Юнатан Людвигссон смотрит на Малин, понимает абсурдность своих слов.
– Я знаю все о шифровании и дешифровке. Изучал это в университете в Умео – среди прочего.
– Мы нашли в твоем прицепе взрывчатку. Такую ты использовал при изготовлении бомбы, которая взорвалась на площади?
– Это не я взорвал бомбу на Большой площади. И я не убивал никаких девочек.
Отчаяние.
Во всяком случае, в какой-то степени.
– Двух маленьких девочек, – продолжает Малин. – И у тебя прошлое воинствующего активиста. Чтобы я тебе поверила, ты должен представить более серьезные доказательства того, что ты не имеешь отношения к бомбе. Можешь ты это сделать?
– Да.
– И какие же?
– Мой приятель в Стокгольме… Я был с ним в его квартире, когда взорвалась бомба, так что это не мог быть я, верно?
«Ты вполне мог, – думает Малин, – сговориться с другими, сделать бомбу, спланировать теракт, но находиться в Стокгольме в момент взрыва».
– Как фамилия твоего приятеля? Где он живет? Номер телефона?
– Его зовут Юхан Шё. Он живет на набережной Хунштуль.
И Людвигссон называет номер телефона.
Малин знает, что по другую сторону зеркала его слышат, что Свен немедленно проверит данные.
– Я послал сообщение утром, – продолжает Юнатан Людвигссон. – С автобусного терминала в Стокгольме, прежде чем сесть на автобус и ехать обратно в Линчёпинг.
– И ты не подумал о камере видеонаблюдения?
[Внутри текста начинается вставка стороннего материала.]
use configuration::PaceConfig;
use core_types::{DriverId, Lap, RaceId, RaceSession};
use serde::{Deserialize, Serialize};
use std::collections::{BTreeMap, BTreeSet};

use crate::error::PaceError;
use crate::stats;
use crate::trend::{FittedTrend, TrendFit, create_trend_fit};

/// A maximal run of consecutive lap numbers with no neutralization anywhere on track.
#[derive(Debug, Clone, Copy, PartialEq, Eq, Serialize, Deserialize)]
pub struct GreenSegment {
    pub first_lap: u32,
    pub last_lap: u32,
}

impl GreenSegment {
    pub fn contains(&self, lap_number: u32) -> bool {
        (self.first_lap..=self.last_lap).contains(&lap_number)
    }

    /// Lap at which driver levels are compared: the segment midpoint.
    pub fn reference_lap(&self) -> f64 {
        (self.first_lap as f64 + self.last_lap as f64) / 2.0
    }
}

/// Splits a session into green-flag segments.
///
/// A lap number is neutralized when any car recorded a non-green lap at that number,
/// so a full-course caution breaks the segment for the whole field.
pub fn green_segments(session: &RaceSession) -> Vec<GreenSegment> {
    let Some(first) = session.laps.iter().map(|l| l.lap_number).min() else {
        return Vec::new();
    };
    let last = session.laps.iter().map(|l| l.lap_number).max().unwrap_or(first);
    let neutralized: BTreeSet<u32> = session
        .laps
        .iter()
        .filter(|l| l.track_status.is_neutralized())
        .map(|l| l.lap_number)
        .collect();

    let mut segments = Vec::new();
    let mut open: Option<u32> = None;
    for lap_number in first..=last {
        if neutralized.contains(&lap_number) {
            if let Some(start) = open.take() {
                segments.push(GreenSegment {
                    first_lap: start,
                    last_lap: lap_number - 1,
                });
            }
        } else if open.is_none() {
            open = Some(lap_number);
        }
    }
    if let Some(start) = open {
        segments.push(GreenSegment {
            first_lap: start,
            last_lap: last,
        });
    }
    segments
}

/// One fitted lap of one driver.
#[derive(Debug, Clone, PartialEq, Serialize, Deserialize)]
pub struct LapDelta {
    pub lap_number: u32,
    pub lap_time: f64,
    /// Trend value of the driver's own segment fit at this lap.
    pub fitted: f64,
    /// `lap_time - fitted`: pace with the in-segment drift removed.
    pub residual: f64,
    /// Residual shifted by the driver's segment level relative to the session median.
    pub delta: f64,
}

#[derive(Debug, Clone, PartialEq, Serialize, Deserialize)]
pub struct DriverPace {
    pub driver_id: DriverId,
    pub laps: Vec<LapDelta>,
    /// Number of green-flag segments that contributed laps.
    pub segments: usize,
}

impl DriverPace {
    pub fn deltas(&self) -> Vec<f64> {
        self.laps.iter().map(|l| l.delta).collect()
    }

    pub fn residuals(&self) -> Vec<f64> {
        self.laps.iter().map(|l| l.residual).collect()
    }
}

/// A driver left out of the normalized output for lack of fitted laps.
#[derive(Debug, Clone, PartialEq, Eq, Serialize, Deserialize)]
pub struct InsufficientData {
    pub driver_id: DriverId,
    pub found: usize,
    pub required: usize,
}

/// Normalized pace of every eligible driver in one race.
#[derive(Debug, Clone, PartialEq, Serialize, Deserialize)]
pub struct NormalizedSession {
    pub race_id: RaceId,
    /// Mean clean lap time of the session, if it had any clean lap.
    pub reference_lap: Option<f64>,
    pub segments: Vec<GreenSegment>,
    pub drivers: BTreeMap<DriverId, DriverPace>,
    pub insufficient: Vec<InsufficientData>,
}

impl NormalizedSession {
    /// The ordered normalized lap deltas of one driver, if the driver was eligible.
    pub fn deltas(&self, driver: &DriverId) -> Option<&[LapDelta]> {
        self.drivers.get(driver).map(|d| d.laps.as_slice())
    }
}

struct SegmentFit<'a> {
    segment: usize,
    laps: Vec<&'a Lap>,
    trend: FittedTrend,
    level: f64,
}

/// Removes fuel, tyre and track-evolution drift from raw lap times.
#[derive(Debug)]
pub struct PaceNormalizer {
    config: PaceConfig,
    trend_fit: Box<dyn TrendFit>,
}

impl PaceNormalizer {
    pub fn new(config: PaceConfig) -> Self {
        let trend_fit = create_trend_fit(&config.trend);
        Self { config, trend_fit }
    }

    /// Uses a caller-supplied trend model instead of the configured one.
    pub fn with_trend_fit(config: PaceConfig, trend_fit: Box<dyn TrendFit>) -> Self {
        Self { config, trend_fit }
    }

    pub fn config(&self) -> &PaceConfig {
        &self.config
    }

    /// Normalizes every driver of a session.
    ///
    /// Drivers with too few fitted laps are reported in `insufficient` rather than
    /// failing the session. Only a structurally malformed session is an error.
    #[tracing::instrument(name = "normalize", skip_all, fields(race = %session.race_id()))]
    pub fn normalize(&self, session: &RaceSession) -> Result<NormalizedSession, PaceError> {
        session.validate()?;

        let segments = green_segments(session);
        let mut fits: BTreeMap<&DriverId, Vec<SegmentFit<'_>>> = BTreeMap::new();
        let mut insufficient = Vec::new();

        let roster: BTreeSet<&DriverId> = session.drivers.iter().map(|d| &d.driver_id).collect();
        for driver in roster {
            let mut clean: Vec<&Lap> = session.laps_for(driver).filter(|l| l.is_clean()).collect();
            clean.sort_by_key(|l| l.lap_number);

            let driver_fits = self.fit_segments(driver, &clean, &segments);
            let fitted_laps: usize = driver_fits.iter().map(|f| f.laps.len()).sum();
            if fitted_laps < self.config.min_driver_laps {
                tracing::warn!(
                    driver = %driver,
                    fitted_laps,
                    required = self.config.min_driver_laps,
                    "Driver has insufficient data for pace normalization."
                );
                insufficient.push(InsufficientData {
                    driver_id: driver.clone(),
                    found: fitted_laps,
                    required: self.config.min_driver_laps,
                });
                continue;
            }
            fits.insert(driver, driver_fits);
        }

        // Session level of each segment: median of the eligible drivers' levels.
        let mut segment_levels = vec![Vec::new(); segments.len()];
        for driver_fits in fits.values() {
            for fit in driver_fits {
                segment_levels[fit.segment].push(fit.level);
            }
        }
        let session_levels: Vec<Option<f64>> =
            segment_levels.iter().map(|levels| stats::median(levels)).collect();

        let drivers = fits
            .into_iter()
            .map(|(driver, driver_fits)| {
                let segments_used = driver_fits.len();
                let laps = driver_fits
                    .into_iter()
                    .flat_map(|fit| {
                        let offset = session_levels[fit.segment].map_or(0.0, |session| fit.level - session);
                        fit.laps
                            .into_iter()
                            .zip(fit.trend.fitted)
                            .zip(fit.trend.residuals)
                            .map(move |((lap, fitted), residual)| LapDelta {
                                lap_number: lap.lap_number,
                                lap_time: lap.lap_time,
                                fitted,
                                residual,
                                delta: residual + offset,
                            })
                    })
                    .collect();
                (
                    driver.clone(),
                    DriverPace {
                        driver_id: driver.clone(),
                        laps,
                        segments: segments_used,
                    },
                )
            })
            .collect::<BTreeMap<_, _>>();

        tracing::debug!(
            eligible = drivers.len(),
            insufficient = insufficient.len(),
            segments = segments.len(),
            "Session normalized."
        );

        Ok(NormalizedSession {
            race_id: session.race_id(),
            reference_lap: session.reference_lap(),
            segments,
            drivers,
            insufficient,
        })
    }

    fn fit_segments<'a>(
        &self,
        driver: &DriverId,
        clean: &[&'a Lap],
        segments: &[GreenSegment],
    ) -> Vec<SegmentFit<'a>> {
        let mut fits = Vec::new();
        for (index, segment) in segments.iter().enumerate() {
            let laps: Vec<&Lap> = clean
                .iter()
                .copied()
                .filter(|l| segment.contains(l.lap_number))
                .collect();
            if laps.len() < self.config.min_segment_laps {
                continue;
            }

            let points: Vec<(f64, f64)> = laps
                .iter()
                .map(|l| (l.lap_number as f64, l.lap_time))
                .collect();
            match self.trend_fit.fit(&points) {
                Ok(trend) => {
                    let level = trend.curve.evaluate(segment.reference_lap());
                    fits.push(SegmentFit {
                        segment: index,
                        laps,
                        trend,
                        level,
                    });
                }
                Err(e) => {
                    tracing::debug!(
                        driver = %driver,
                        first_lap = segment.first_lap,
                        last_lap = segment.last_lap,
                        error = %e,
                        "Dropping segment that could not be fitted."
                    );
                }
            }
        }
        fits
    }
}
Почему я должна верить тебе, когда ты, похоже, подумал обо всем остальном?
– Я хорошо разбираюсь в шифрах и в том, как оставаться анонимным в Сети. Я даже помогал «Пиратской бухте». Но в видеонаблюдении я не силен. Я совершил промашку с той камерой. Но я хотел сказать, что я придумал Фронт экономической свободы совершенно сам; никто из других парней, которые были со мной в прицепе, и София Карлссон понятия об этом не имели. И к бомбе я не имею никакого отношения. Клянусь.
– А взрывчатка, оружие, которое мы нашли у тебя в прицепе? – настаивает Малин. – Это тоже выдумка? Уже за одно это ты получишь несколько лет тюрьмы.
– Это самая ужасная ошибка в моей жизни. Но я не убивал тех девочек. И не я сделал эту бомбу.
«Ты не хочешь рассказывать о взрывчатке. Почему?» – думает Малин и продолжает:
– Хотя ты и находился в Стокгольме у своего друга, за взрывом мог стоять Фронт экономической свободы. Может быть, вас много, мы этого пока не знаем.
– Никаких других участников вы не найдете, потому что их нет. Я помогу вам с технической стороной дела. Покажу вам все, так что вы поверите мне.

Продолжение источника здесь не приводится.